Formation of primary hepatocyte spheroids in the hydrogel scaffold is a promising approach for enhancing liver-specific functions in liver tissue engineering as well as for developing bioartificial liver (BAL) devices. In the present study, a highly porous hydrogel scaffold composed of alginate (AL) and galactosylated chitosan (GC) as a synthetic extracellular matrix (ECM) for hepatocytes was fabricated with 150-200 microm pore size in diameter. Cell adhesion onto AL/GC and AL/chitosan film was 72.7 and 45% at 1 wt% of GC (or chitosan) to AL content whereas cell adhesion onto AL film was 28.5%. The optimal concentration of GC in AL/GC sponge was 1 wt% to AL content by the measurement of albumin secretion. Cell viabilities performed on AL and AL/GC sponges were 72.2+/-3.6 and 81.3+/-3.5% of control, respectively, after 10 days incubation. Hepatocytes were aggregated to form multicellular spheroids in AL/GC sponge with diameter enlarged up to about 100 microm, 36 h postseeding, whereas most of them in the AL sponge remained as single cells and only a few cells began to form aggregates.
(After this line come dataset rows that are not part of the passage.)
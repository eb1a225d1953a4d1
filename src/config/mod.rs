//! Configuration module
//!
//! Handles loading and managing configuration. Settings are layered:
//! built-in defaults, then a config file, then `FLEETX_APITEST_*`
//! environment variables, then command-line flags.

mod env;
mod file;

pub use env::{print_env_help, EnvConfig};
pub use file::ConfigFile;

use anyhow::Result;
use serde::{Deserialize, Serialize};
use std::time::Duration;

use crate::http::DEFAULT_TIMEOUT_SECS;
use crate::models::RoleProfiles;

/// Application configuration
#[derive(Clone, Debug, PartialEq, Serialize, Deserialize)]
#[serde(default)]
pub struct AppConfig {
    /// Server root, e.g. `http://localhost:5000`
    pub base_url: String,

    /// Path prefix of the REST API
    pub api_prefix: String,

    /// Per-request timeout in seconds
    pub timeout_secs: u64,

    /// Startup wait settings
    pub readiness: ReadinessConfig,

    /// Login credentials per role
    pub users: RoleProfiles,

    /// Where `run --save` stores results (defaults to the user data dir)
    pub results_dir: Option<String>,
}

impl Default for AppConfig {
    fn default() -> Self {
        Self {
            base_url: "http://localhost:5000".to_string(),
            api_prefix: "/api".to_string(),
            timeout_secs: DEFAULT_TIMEOUT_SECS,
            readiness: ReadinessConfig::default(),
            users: RoleProfiles::default(),
            results_dir: None,
        }
    }
}

impl AppConfig {
    /// Validate configuration values
    pub fn validate(&self) -> Result<()> {
        if !self.base_url.starts_with("http://") && !self.base_url.starts_with("https://") {
            anyhow::bail!("base_url must start with http:// or https://: {}", self.base_url);
        }
        if self.timeout_secs == 0 {
            anyhow::bail!("timeout_secs must be greater than zero");
        }
        if self.readiness.max_attempts == 0 {
            anyhow::bail!("readiness.max_attempts must be at least 1");
        }
        if self.readiness.probe_timeout_secs == 0 {
            anyhow::bail!("readiness.probe_timeout_secs must be greater than zero");
        }
        Ok(())
    }
}

/// Readiness poll configuration
#[derive(Clone, Debug, PartialEq, Eq, Serialize, Deserialize)]
#[serde(default)]
pub struct ReadinessConfig {
    /// Liveness endpoint, relative to `base_url`
    pub health_path: String,

    /// Attempts before giving up
    pub max_attempts: u32,

    /// Fixed delay between attempts in seconds
    pub delay_secs: u64,

    /// Timeout for a single probe in seconds
    pub probe_timeout_secs: u64,
}

impl Default for ReadinessConfig {
    fn default() -> Self {
        Self {
            health_path: "/health".to_string(),
            max_attempts: 30,
            delay_secs: 2,
            probe_timeout_secs: 5,
        }
    }
}

impl ReadinessConfig {
    pub fn delay(&self) -> Duration {
        Duration::from_secs(self.delay_secs)
    }
}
Intercellular molecules such as connexin32 and E-cadherin genes related with cell-cell contact were expressed in hepatocytes within AL/GC sponge at 36 h after incubation, but not in AL sponge. Treatment with a gap junctional intercellular communication (GJIC) inhibitor, 18beta-glycyrrhetinic acid, resulted in a 1.5-fold marked decrease in albumin secretion levels in AL/GC sponge. Specially, coculture of hepatocytes in AL and AL/GC sponges with NIH3T3 in a transwell insert resulted in enhanced increase of liver-specific functions, such as albumin secretion rates, ammonia elimination rates, and ethoxyresorufin-O-deethylase activity by cytochrome P4501A1, compared to those in hepatocyte monoculture. The results suggest that formation of hepatocyte spheroids in coculture system enhances liver-specific functions for the AL/GC sponge as a new synthetic ECM to design developed BAL devices.